日曜日に見た映画。シネマライズで「闇の子供たち」。幼児売春と臓器売買をめぐる「映画」であってドキュメンタリーではない。ただ、多くの人はこれを擬似的なドキュメンタリーとして見ただろうし、僕も当然そのような視点で見た。出演者が宮崎あおい江口洋介妻夫木聡という豪華さで、それがなんとく権力的な映画という印象を与えるのだけど、色々と議論になりそうなラストを含めて、その志の高さは十分に届くものではあった。これを映画として評価することは避けたいと思うけど、描こうとしている核の部分はやはり映画としてしか描けないものだ。つまり「人間」がただ生きるだけで背負う罪深さのようなもの。

出演者目当てだろうか?それとも朝日新聞か何かで映画評が良かったのだろうか?映画館には品の良さそうなおばさんが沢山いたし、若者たちもみんなお洒落でお金持ちそうな人たちばかりだった。あの人たちにはペドフィルのオッサンの毛むくじゃらのケツのアップのシーンは耐えられただろうか?この映画を見て「悲惨な現実を直視しなれば」「私たちにも何か出来ることがあるかも」と言ったウソばっかりの映画評を書くことは出来ない。みんな明日になれば自分のことで精一杯で、ゴミのように捨てられる子供のことを考える暇なんてないのに。ラストの桑田圭祐は失笑。なんでこんなんが主題歌やねんアホかと思うが。

阪本順治監督の映画では圧倒的に素晴らしい「顔」ばかりを思ってしまうが、「KT」やこの作品のようなとても難しい作品にも挑戦するエラい人だと思う。wikipedia:阪本順治にもあるように、

2007年1月2日放送の芸能人格付けチェックこれぞ真の一流品だ!!'07お正月スペシャル!で一流監督と素人が監督した作品とを見極めるという主旨の問題で、一流監督として短編作品を監督した。ただし、多くの俳優や芸能人は素人のハリセンボンの箕輪はるかが監督した作品の方を支持し、阪本が監督した作品を支持したのはプロレスラーチームだけという結果になってしまった。
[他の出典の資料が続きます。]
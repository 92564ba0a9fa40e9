//! Option declarations.

use serde::{Deserialize, Serialize};

use crate::error::{FormatError, InvalidValue, Result};
use crate::format::argument::coerce_default;
use crate::format::names::{OptionNames, PreferredName};
use crate::value::{Value, ValueType};

/// How many values an option takes.
#[derive(Debug, Clone, Copy, PartialEq, Eq, Default, Serialize, Deserialize)]
#[serde(rename_all = "lowercase")]
pub enum OptionValue {
    /// A flag; present means `true`.
    #[default]
    None,
    /// `--opt` or `--opt=value`.
    Optional,
    /// `--opt value` or `--opt=value`; the value must be given.
    Required,
    /// Repeatable, each occurrence requires a value.
    #[serde(alias = "multi-valued")]
    Multi,
}

/// Placeholder shown for an option value when none is configured.
pub const DEFAULT_VALUE_NAME: &str = "...";

/// A declared option.
///
/// # Examples
///
/// ```
/// use cmdroute_core::{OptionSpec, OptionValue, Value};
///
/// let output = OptionSpec::builder("output")
///     .short_name("o")
///     .value(OptionValue::Required)
///     .value_name("file")
///     .build()
///     .unwrap();
/// assert_eq!(output.long_name(), "output");
/// assert_eq!(output.short_name(), Some('o'));
/// assert_eq!(output.preferred_name(), "-o");
/// assert!(output.is_value_required());
///
/// let verbose = OptionSpec::builder("--verbose").build().unwrap();
/// assert!(!verbose.accepts_value());
/// assert_eq!(verbose.default_value(), &Value::Bool(false));
/// ```
#[derive(Debug, Clone, PartialEq)]
pub struct OptionSpec {
    names: OptionNames,
    value: OptionValue,
    value_type: ValueType,
    nullable: bool,
    default: Value,
    value_name: String,
    description: Option<String>,
}

impl OptionSpec {
    /// Starts a flag (no value, string type) called `--long_name`.
    pub fn builder(long_name: impl Into<String>) -> OptionSpecBuilder {
        OptionSpecBuilder {
            long_name: long_name.into(),
            ..OptionSpecBuilder::default()
        }
    }

    /// All spellings of the option.
    pub fn names(&self) -> &OptionNames {
        &self.names
    }

    /// Long name without dashes; values are keyed by it.
    pub fn long_name(&self) -> &str {
        self.names.long_name()
    }

    /// Short name without the dash.
    pub fn short_name(&self) -> Option<char> {
        self.names.short_name()
    }

    /// The preferred spelling with its dashes, e.g. `-o`.
    pub fn preferred_name(&self) -> String {
        self.names.preferred_name()
    }

    /// Whether and how many values the option takes.
    pub fn value(&self) -> OptionValue {
        self.value
    }

    /// Returns `false` for flags.
    pub fn accepts_value(&self) -> bool {
        self.value != OptionValue::None
    }

    /// Returns `true` for required and multi-valued options.
    pub fn is_value_required(&self) -> bool {
        matches!(self.value, OptionValue::Required | OptionValue::Multi)
    }

    /// Returns `true` if the value may be left out.
    pub fn is_value_optional(&self) -> bool {
        self.value == OptionValue::Optional
    }

    /// Returns `true` if each occurrence adds a value to a list.
    pub fn is_multi_valued(&self) -> bool {
        self.value == OptionValue::Multi
    }

    /// Type the raw strings are coerced to.
    pub fn value_type(&self) -> ValueType {
        self.value_type
    }

    /// Returns `true` if `"null"` coerces to [`Value::Null`].
    pub fn is_nullable(&self) -> bool {
        self.nullable
    }

    /// Value reported when the option is absent: `false` for flags, `[]` for
    /// multi-valued options without a default, otherwise the declared
    /// default or `null`.
    pub fn default_value(&self) -> &Value {
        &self.default
    }

    /// Placeholder shown for the value, [`DEFAULT_VALUE_NAME`] unless set.
    pub fn value_name(&self) -> &str {
        &self.value_name
    }

    /// Help text, if any.
    pub fn description(&self) -> Option<&str> {
        self.description.as_deref()
    }

    /// Coerces one raw value to the declared type. Flags coerce as booleans.
    pub fn parse_value(&self, raw: impl Into<Value>) -> std::result::Result<Value, InvalidValue> {
        let raw = raw.into();
        match self.value {
            OptionValue::None => ValueType::Boolean.coerce(&raw, false),
            _ => self.value_type.coerce(&raw, self.nullable),
        }
    }
}

/// Collects the settings of an [`OptionSpec`] before validation.
#[derive(Debug, Clone, Default)]
pub struct OptionSpecBuilder {
    long_name: String,
    short_name: Option<String>,
    aliases: Vec<String>,
    value: OptionValue,
    value_type: ValueType,
    nullable: bool,
    default: Option<Value>,
    preferred: Option<PreferredName>,
    value_name: Option<String>,
    description: Option<String>,
}

impl OptionSpecBuilder {
    /// Single letter, with or without the leading `-`.
    pub fn short_name(mut self, short_name: impl Into<String>) -> Self {
        self.short_name = Some(short_name.into());
        self
    }

    /// Adds a long alias, or a short one for a single letter.
    pub fn alias(mut self, alias: impl Into<String>) -> Self {
        self.aliases.push(alias.into());
        self
    }

    /// Adds several aliases, see `alias`.
    pub fn aliases<I, S>(mut self, aliases: I) -> Self
    where
        I: IntoIterator<Item = S>,
        S: Into<String>,
    {
        self.aliases.extend(aliases.into_iter().map(Into::into));
        self
    }

    /// Sets whether and how many values the option takes.
    pub fn value(mut self, value: OptionValue) -> Self {
        self.value = value;
        self
    }

    /// Sets the type raw strings are coerced to.
    pub fn value_type(mut self, value_type: ValueType) -> Self {
        self.value_type = value_type;
        self
    }

    /// Lets `"null"` coerce to [`Value::Null`].
    pub fn nullable(mut self) -> Self {
        self.nullable = true;
        self
    }

    /// Value used when the option is absent or given without a value.
    pub fn default_value(mut self, value: impl Into<Value>) -> Self {
        self.default = Some(value.into());
        self
    }

    /// Prefers `--long` even when a short name exists.
    pub fn prefer_long(mut self) -> Self {
        self.preferred = Some(PreferredName::Long);
        self
    }

    /// Requires a short name; checked on build.
    pub fn prefer_short(mut self) -> Self {
        self.preferred = Some(PreferredName::Short);
        self
    }

    /// Sets or clears the preference; `None` picks short when one exists.
    pub fn preferred(mut self, preferred: Option<PreferredName>) -> Self {
        self.preferred = preferred;
        self
    }

    /// Sets the value placeholder; must not be empty.
    pub fn value_name(mut self, value_name: impl Into<String>) -> Self {
        self.value_name = Some(value_name.into());
        self
    }

    /// Sets the help text.
    pub fn description(mut self, description: impl Into<String>) -> Self {
        self.description = Some(description.into());
        self
    }

    /// Validates names, value settings and the default.
    ///
    /// # Errors
    ///
    /// Fails on malformed names, a misplaced preference or an empty value name
    /// ([`FormatError`](crate::FormatError)), and on a default given to a flag
    /// or not fitting the type ([`InvalidValue`](crate::InvalidValue)).
    pub fn build(self) -> Result<OptionSpec> {
        let names = OptionNames::new(
            &self.long_name,
            self.short_name.as_deref(),
            &self.aliases,
            self.preferred,
        )?;
        if self.description.as_deref().is_some_and(|d| d.trim().is_empty()) {
            return Err(FormatError::EmptyDescription.into());
        }
        let value_name = match self.value_name {
            Some(name) if name.trim().is_empty() => return Err(FormatError::EmptyValueName.into()),
            Some(name) => name,
            None => DEFAULT_VALUE_NAME.to_string(),
        };

        let explicit_default = self.default.filter(|value| !value.is_null());
        let default = match self.value {
            OptionValue::None if explicit_default.is_some() => {
                return Err(InvalidValue::DefaultForNoValue(names.long_name().to_string()).into());
            }
            OptionValue::None => Value::Bool(false),
            value => coerce_default(
                names.long_name(),
                explicit_default,
                value == OptionValue::Multi,
                self.value_type,
                self.nullable,
            )?,
        };

        Ok(OptionSpec {
            names,
            value: self.value,
            value_type: self.value_type,
            nullable: self.nullable,
            default,
            value_name,
            description: self.description,
        })
    }
}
というエピソードがあって、この時は僕も実家でこのテレビを見ていたのだけど、確かに圧倒的に阪本監督の方が変なカットだった。そういう意味でうまくない監督なのかもしれないしこの映画を見てもそう思ったが、その愚直とも言える姿勢でこれからもこういった問題作を作っていくのではないかと思う。つーかそんなことよりもまず原作読んだ方がいいのかな。